**EXTRACTED DATA**

..............................

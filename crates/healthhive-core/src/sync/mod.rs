//! HTTP client for the HealthHive visit API.
//!
//! Two endpoints matter to the offline queue: `POST /api/visits` records a
//! single visit and `POST /api/visits/bulk-sync` accepts the whole pending
//! batch and answers with aggregate `success` / `errors` / `conflicts` lists.

use std::time::Duration;

use reqwest::StatusCode;
use serde::{Deserialize, Serialize};
use serde_json::Value;
use thiserror::Error;

use crate::models::{PendingVisitRecord, VisitPayload};
use crate::util::{compact_text, is_http_url, normalize_text_option};

const VISITS_PATH: &str = "/api/visits";
const BULK_SYNC_PATH: &str = "/api/visits/bulk-sync";

/// Default per-request timeout.
pub const DEFAULT_REQUEST_TIMEOUT: Duration = Duration::from_secs(30);

#[derive(Debug, Error)]
pub enum SyncError {
    #[error("Invalid API configuration: {0}")]
    InvalidConfiguration(String),
    #[error("API request failed: {0}")]
    Http(#[from] reqwest::Error),
    #[error("API error {status}: {message}")]
    Api { status: u16, message: String },
    #[error("API request timed out after {0:?}")]
    Timeout(Duration),
    #[error("Network unavailable: {0}")]
    Network(String),
    #[error("Invalid API response: {0}")]
    InvalidPayload(String),
}

impl SyncError {
    /// Whether the failure happened below HTTP semantics (no usable response).
    ///
    /// Only these failures justify keeping a visit in the offline queue;
    /// validation, auth, and server errors must reach the user instead.
    pub fn is_network_error(&self) -> bool {
        match self {
            Self::Http(error) => {
                error.is_connect() || error.is_timeout() || error.is_request()
            }
            Self::Timeout(_) | Self::Network(_) => true,
            Self::InvalidConfiguration(_) | Self::Api { .. } | Self::InvalidPayload(_) => false,
        }
    }
}

pub type SyncResult<T> = Result<T, SyncError>;

/// Aggregate result of a bulk-sync request.
///
/// Entries are kept as raw JSON: only the list lengths drive reconciliation.
#[derive(Debug, Clone, Default, PartialEq, Serialize, Deserialize)]
pub struct BulkSyncResponse {
    #[serde(default)]
    pub success: Option<Vec<Value>>,
    #[serde(default, deserialize_with = "null_as_empty")]
    pub errors: Vec<Value>,
    #[serde(default, deserialize_with = "null_as_empty")]
    pub conflicts: Vec<Value>,
}

impl BulkSyncResponse {
    /// True when the server reported neither errors nor conflicts.
    pub fn is_clean(&self) -> bool {
        self.errors.is_empty() && self.conflicts.is_empty()
    }

    /// Records considered synced; falls back to the batch size when the
    /// server omitted `success`.
    pub fn synced_count(&self, batch_size: usize) -> usize {
        self.success.as_ref().map_or(batch_size, Vec::len)
    }
}

fn null_as_empty<'de, D>(deserializer: D) -> Result<Vec<Value>, D::Error>
where
    D: serde::Deserializer<'de>,
{
    Ok(Option::<Vec<Value>>::deserialize(deserializer)?.unwrap_or_default())
}

/// Remote operations the queue and the visit workflow depend on.
#[allow(async_fn_in_trait)]
pub trait VisitSyncApi {
    /// Record a single visit
    async fn record_visit(&self, visit: &VisitPayload) -> SyncResult<Value>;

    /// Submit the full pending batch in one request
    async fn bulk_sync_visits(&self, visits: &[PendingVisitRecord]) -> SyncResult<BulkSyncResponse>;
}

/// reqwest-backed client for the visit API
#[derive(Clone)]
pub struct ApiClient {
    base_url: String,
    access_token: Option<String>,
    client: reqwest::Client,
}

impl std::fmt::Debug for ApiClient {
    fn fmt(&self, formatter: &mut std::fmt::Formatter<'_>) -> std::fmt::Result {
        formatter
            .debug_struct("ApiClient")
            .field("base_url", &self.base_url)
            .field(
                "access_token",
                &self.access_token.as_ref().map(|_| "[REDACTED]"),
            )
            .finish_non_exhaustive()
    }
}

impl ApiClient {
    pub fn new(base_url: impl Into<String>) -> SyncResult<Self> {
        Self::with_timeout(base_url, DEFAULT_REQUEST_TIMEOUT)
    }

    pub fn with_timeout(base_url: impl Into<String>, timeout: Duration) -> SyncResult<Self> {
        let base_url = normalize_base_url(base_url.into())?;
        Ok(Self {
            base_url,
            access_token: None,
            client: reqwest::Client::builder().timeout(timeout).build()?,
        })
    }

    /// Attach a bearer access token to every request
    #[must_use]
    pub fn with_access_token(mut self, token: Option<String>) -> Self {
        self.access_token = normalize_text_option(token);
        self
    }

    pub fn base_url(&self) -> &str {
        &self.base_url
    }

    fn post(&self, path: &str) -> reqwest::RequestBuilder {
        let request = self
            .client
            .post(format!("{}{path}", self.base_url))
            .header(reqwest::header::ACCEPT, "application/json");
        match self.access_token.as_deref() {
            Some(token) => request.bearer_auth(token),
            None => request,
        }
    }

    async fn read_json<T: serde::de::DeserializeOwned>(response: reqwest::Response) -> SyncResult<T> {
        if !response.status().is_success() {
            let status = response.status();
            let body = response.text().await.unwrap_or_default();
            return Err(SyncError::Api {
                status: status.as_u16(),
                message: parse_api_error(status, &body),
            });
        }

        let body = response.text().await?;
        serde_json::from_str(&body)
            .map_err(|error| SyncError::InvalidPayload(format!("{error}: {}", compact_text(&body))))
    }
}

impl VisitSyncApi for ApiClient {
    async fn record_visit(&self, visit: &VisitPayload) -> SyncResult<Value> {
        tracing::debug!(patient_id = %visit.patient_id, "Recording visit");
        let response = self.post(VISITS_PATH).json(visit).send().await?;
        Self::read_json(response).await
    }

    async fn bulk_sync_visits(
        &self,
        visits: &[PendingVisitRecord],
    ) -> SyncResult<BulkSyncResponse> {
        tracing::debug!(count = visits.len(), "Submitting bulk visit sync");
        let response = self.post(BULK_SYNC_PATH).json(visits).send().await?;
        Self::read_json(response).await
    }
}

#[derive(Debug, Deserialize)]
struct ApiErrorBody {
    detail: Option<Value>,
    message: Option<String>,
    error: Option<String>,
}

fn parse_api_error(status: StatusCode, body: &str) -> String {
    if let Ok(payload) = serde_json::from_str::<ApiErrorBody>(body) {
        let detail = payload.detail.map(|detail| match detail {
            Value::String(text) => text,
            other => other.to_string(),
        });
        if let Some(message) = detail.or(payload.message).or(payload.error) {
            return compact_text(&message);
        }
    }

    let trimmed = compact_text(body);
    if trimmed.is_empty() {
        format!("HTTP {}", status.as_u16())
    } else {
        trimmed
    }
}

fn normalize_base_url(raw: String) -> SyncResult<String> {
    let url = normalize_text_option(Some(raw)).ok_or_else(|| {
        SyncError::InvalidConfiguration("api base url must not be empty".to_string())
    })?;
    if is_http_url(&url) {
        Ok(url.trim_end_matches('/').to_string())
    } else {
        Err(SyncError::InvalidConfiguration(
            "api base url must include http:// or https://".to_string(),
        ))
    }
}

..............................

**WHAT NEEDS TO BE DONE**
In your reply, restate exactly the lines from the start of the records above through the line holding "batch and answers", including both, and nothing else.

**REPLY TO THE TASK**
filename crates/healthhive-core/src/sync/mod.rs
//! HTTP client for the HealthHive visit API.
//!
//! Two endpoints matter to the offline queue: `POST /api/visits` records a
//! single visit and `POST /api/visits/bulk-sync` accepts the whole pending
//! batch and answers with aggregate `success` / `errors` / `conflicts` lists.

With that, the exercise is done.